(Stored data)

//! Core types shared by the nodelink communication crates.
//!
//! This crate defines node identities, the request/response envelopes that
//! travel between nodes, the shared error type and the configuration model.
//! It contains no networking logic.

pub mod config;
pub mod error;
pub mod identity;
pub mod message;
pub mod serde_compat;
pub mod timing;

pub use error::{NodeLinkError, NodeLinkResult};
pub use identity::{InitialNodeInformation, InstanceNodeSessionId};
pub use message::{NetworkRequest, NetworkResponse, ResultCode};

* * *

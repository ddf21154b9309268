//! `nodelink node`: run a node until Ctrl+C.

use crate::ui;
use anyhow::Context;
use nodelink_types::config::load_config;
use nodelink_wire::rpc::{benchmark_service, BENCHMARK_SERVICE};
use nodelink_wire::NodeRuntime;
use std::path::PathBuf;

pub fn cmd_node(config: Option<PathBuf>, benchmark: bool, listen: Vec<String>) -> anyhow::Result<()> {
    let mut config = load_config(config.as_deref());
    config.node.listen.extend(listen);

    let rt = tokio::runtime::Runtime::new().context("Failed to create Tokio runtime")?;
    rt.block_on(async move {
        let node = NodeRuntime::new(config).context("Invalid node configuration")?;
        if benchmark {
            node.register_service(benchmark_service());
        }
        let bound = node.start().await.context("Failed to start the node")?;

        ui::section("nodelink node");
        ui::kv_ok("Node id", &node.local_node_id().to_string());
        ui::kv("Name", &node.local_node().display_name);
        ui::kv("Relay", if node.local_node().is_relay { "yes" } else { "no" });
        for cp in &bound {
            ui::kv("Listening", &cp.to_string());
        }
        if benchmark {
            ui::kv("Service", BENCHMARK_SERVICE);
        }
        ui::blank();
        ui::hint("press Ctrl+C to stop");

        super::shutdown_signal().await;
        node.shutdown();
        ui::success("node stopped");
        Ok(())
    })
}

---

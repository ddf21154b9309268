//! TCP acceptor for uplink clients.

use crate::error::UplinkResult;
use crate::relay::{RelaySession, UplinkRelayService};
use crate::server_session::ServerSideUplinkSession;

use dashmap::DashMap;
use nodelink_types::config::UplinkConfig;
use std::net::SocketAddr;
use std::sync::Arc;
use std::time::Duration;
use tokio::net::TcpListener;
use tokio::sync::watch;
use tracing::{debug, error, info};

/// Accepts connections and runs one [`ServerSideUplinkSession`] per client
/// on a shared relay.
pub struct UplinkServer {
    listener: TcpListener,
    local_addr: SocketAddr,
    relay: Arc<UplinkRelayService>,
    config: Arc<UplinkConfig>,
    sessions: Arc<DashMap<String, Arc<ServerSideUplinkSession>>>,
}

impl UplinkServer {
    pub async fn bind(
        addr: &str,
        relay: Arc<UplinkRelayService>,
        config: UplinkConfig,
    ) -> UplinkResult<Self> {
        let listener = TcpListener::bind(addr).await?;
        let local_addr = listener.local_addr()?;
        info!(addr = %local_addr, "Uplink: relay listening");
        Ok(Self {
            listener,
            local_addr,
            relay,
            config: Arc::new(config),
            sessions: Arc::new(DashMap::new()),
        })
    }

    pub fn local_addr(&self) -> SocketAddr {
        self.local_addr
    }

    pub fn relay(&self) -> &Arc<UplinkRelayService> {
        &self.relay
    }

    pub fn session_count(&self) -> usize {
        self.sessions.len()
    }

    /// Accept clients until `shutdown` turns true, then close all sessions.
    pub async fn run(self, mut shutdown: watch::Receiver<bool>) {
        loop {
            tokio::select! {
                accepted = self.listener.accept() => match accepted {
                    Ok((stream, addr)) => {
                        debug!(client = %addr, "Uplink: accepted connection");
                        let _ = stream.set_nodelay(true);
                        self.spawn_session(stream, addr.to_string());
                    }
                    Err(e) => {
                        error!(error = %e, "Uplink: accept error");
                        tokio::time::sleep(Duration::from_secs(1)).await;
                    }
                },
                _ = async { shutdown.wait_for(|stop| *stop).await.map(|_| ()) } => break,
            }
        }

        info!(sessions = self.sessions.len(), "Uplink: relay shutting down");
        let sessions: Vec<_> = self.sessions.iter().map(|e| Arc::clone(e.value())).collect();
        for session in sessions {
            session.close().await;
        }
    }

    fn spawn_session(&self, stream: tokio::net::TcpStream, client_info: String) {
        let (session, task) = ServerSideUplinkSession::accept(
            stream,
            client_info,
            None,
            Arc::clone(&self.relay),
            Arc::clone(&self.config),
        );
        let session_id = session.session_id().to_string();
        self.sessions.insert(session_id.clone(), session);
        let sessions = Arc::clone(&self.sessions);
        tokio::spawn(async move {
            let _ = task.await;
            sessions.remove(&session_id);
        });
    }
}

What this task involves: Lines containing the word "until" are to be located in the entries and copied.

Result:
//! `nodelink node`: run a node until Ctrl+C.
    /// Accept clients until `shutdown` turns true, then close all sessions.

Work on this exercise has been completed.